Liver disease is not an extra-articular manifestation of RA, but certain liver diseases commonly appear in RA patients. Those include nonalcoholic fatty liver disease, concomitant autoimmune liver diseases, infectious hepatitis, and hepatitis B and C. Although hepatitis C is now less common due to the availability of new treatments, hepatitis B is still a factor rheumatologists must consider before starting therapy, Dr. Cohen said.
Dr. Cohen shared facts about hepatitis B reactivation while discussing the case of a 64-year-old woman with symmetric polyarthritis who was found to have hepatitis B reactivation. The World Health Organization estimates 257 million people around the globe suffer from chronic hepatitis B. Patients can be asymptomatic, or they could have liver failure or even die from the viral reactivation. However, screening and management can help prevent reactivation, Dr. Cohen said.

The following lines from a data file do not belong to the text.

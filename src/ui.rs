//! Terminal UI for the chat panel.
//!
//! Renders from a `RenderState` snapshot and never mutates application
//! state. Layout, top to bottom: title bar, message list, input box, hint
//! line. The emoji grid and the file picker are drawn as overlays.

use std::collections::HashSet;

use ratatui::{
    layout::{Constraint, Layout, Rect},
    style::{Color, Modifier, Style},
    text::{Line, Span},
    widgets::{Block, Borders, Clear, Paragraph},
    Frame,
};
use unicode_width::UnicodeWidthChar;

use crate::chat::ImagePreview;
use crate::graphics::{halfblock_lines, Graphics};
use crate::picker::FilePicker;
use crate::render::{MessageBody, MessageView, RenderState};
use crate::tea::update::EMOJI_COLUMNS;
use crate::tea::{Mode, Notification, NotificationLevel};
use crate::util::{format_bytes, truncate};

const TITLE: &str = "Ephemeral Chat";
const PLACEHOLDER: &str = "Type a message...";

const COLOR_TEXT_DIMMED: Color = Color::Gray;
const COLOR_TEXT_MUTED: Color = Color::DarkGray;
const COLOR_LINK: Color = Color::Cyan;
const COLOR_IMAGE: Color = Color::Magenta;
const COLOR_WARN: Color = Color::Yellow;

const MAX_INPUT_LINES: u16 = 4;
const PICKER_MAX_HEIGHT: u16 = 16;
const PICKER_MAX_WIDTH: u16 = 60;

pub fn draw(frame: &mut Frame, state: &RenderState, graphics: &mut Graphics) {
    let area = frame.area();
    let input_lines = (state.draft.split('\n').count() as u16).clamp(1, MAX_INPUT_LINES);

    let chunks = Layout::vertical([
        Constraint::Length(1),
        Constraint::Fill(1),
        Constraint::Length(input_lines + 2),
        Constraint::Length(1),
    ])
    .split(area);

    render_title(frame, state, chunks[0]);
    render_messages(frame, state, graphics, chunks[1]);
    render_input(frame, state, chunks[2]);
    render_statusbar(frame, state, chunks[3]);

    if state.emoji_picker_visible && state.mode == Mode::Chat {
        render_emoji_picker(frame, state, chunks[2]);
    }
    if let (Mode::FilePicker, Some(picker)) = (state.mode, state.picker.as_ref()) {
        render_file_picker(frame, picker, area);
    }
}

fn render_title(frame: &mut Frame, state: &RenderState, area: Rect) {
    let count = match state.messages.len() {
        0 => String::new(),
        1 => "1 message".to_string(),
        n => format!("{} messages", n),
    };
    let title_width = TITLE.chars().count();
    let spacer = (area.width as usize)
        .saturating_sub(title_width)
        .saturating_sub(count.chars().count());

    let line = Line::from(vec![
        Span::styled(TITLE, Style::default().add_modifier(Modifier::BOLD)),
        Span::raw(" ".repeat(spacer)),
        Span::styled(count, Style::default().fg(COLOR_TEXT_MUTED)),
    ]);
    frame.render_widget(Paragraph::new(line), area);
}

/// Render the message list, pinned to the newest entry unless scrolled.
fn render_messages(frame: &mut Frame, state: &RenderState, graphics: &mut Graphics, area: Rect) {
    if graphics.has_protocol() {
        let live: HashSet<u64> = state
            .messages
            .iter()
            .filter_map(|m| match &m.body {
                MessageBody::Image { preview: Some(p), .. } => Some(p.id),
                _ => None,
            })
            .collect();
        graphics.retain(&live);
    }

    if state.messages.is_empty() {
        let msg = Line::from(Span::styled(
            "No messages yet. Nothing here survives quitting.",
            Style::default().fg(COLOR_TEXT_MUTED),
        ));
        frame.render_widget(Paragraph::new(msg), area);
        return;
    }

    let layout = message_lines(
        &state.messages,
        area.width as usize,
        state.image_tile_width,
        state.selected_link,
    );
    let (start, end) = visible_window(layout.lines.len(), area.height as usize, state.scroll);
    let visible: Vec<Line> = layout.lines.into_iter().skip(start).take(end - start).collect();
    frame.render_widget(Paragraph::new(visible), area);

    // Protocol images cannot be clipped, so only fully visible ones are painted.
    for placement in layout.images {
        let first = placement.line;
        let last = first + placement.height as usize;
        if first < start || last > end {
            continue;
        }
        let rect = Rect {
            x: area.x,
            y: area.y + (first - start) as u16,
            width: placement.width.min(area.width),
            height: placement.height,
        };
        graphics.render(frame, &placement.preview, rect);
    }
}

With many efficacious drugs available, rheumatologists should switch to other agents when the ones currently used clearly do not work in difficult-to-treat RA patients.
Rheumatologists should screen patients for hepatitis B or C before starting new DMARD therapy, Dr. Cohen said, noting many practitioners don’t do this. In addition, rheumatologists should follow the ACR’s 2016 guideline regarding hepatitis B and DMARDs and biologics to treat RA.7 One recommendation from the guideline is that in patients starting rituximab therapy who are hepatitis B core antibody positive, prophylactic antiviral therapy is strongly recommended, as opposed to just monitoring liver enzymes and viral load. This is also recommended regardless of hepatitis B surface antigen status.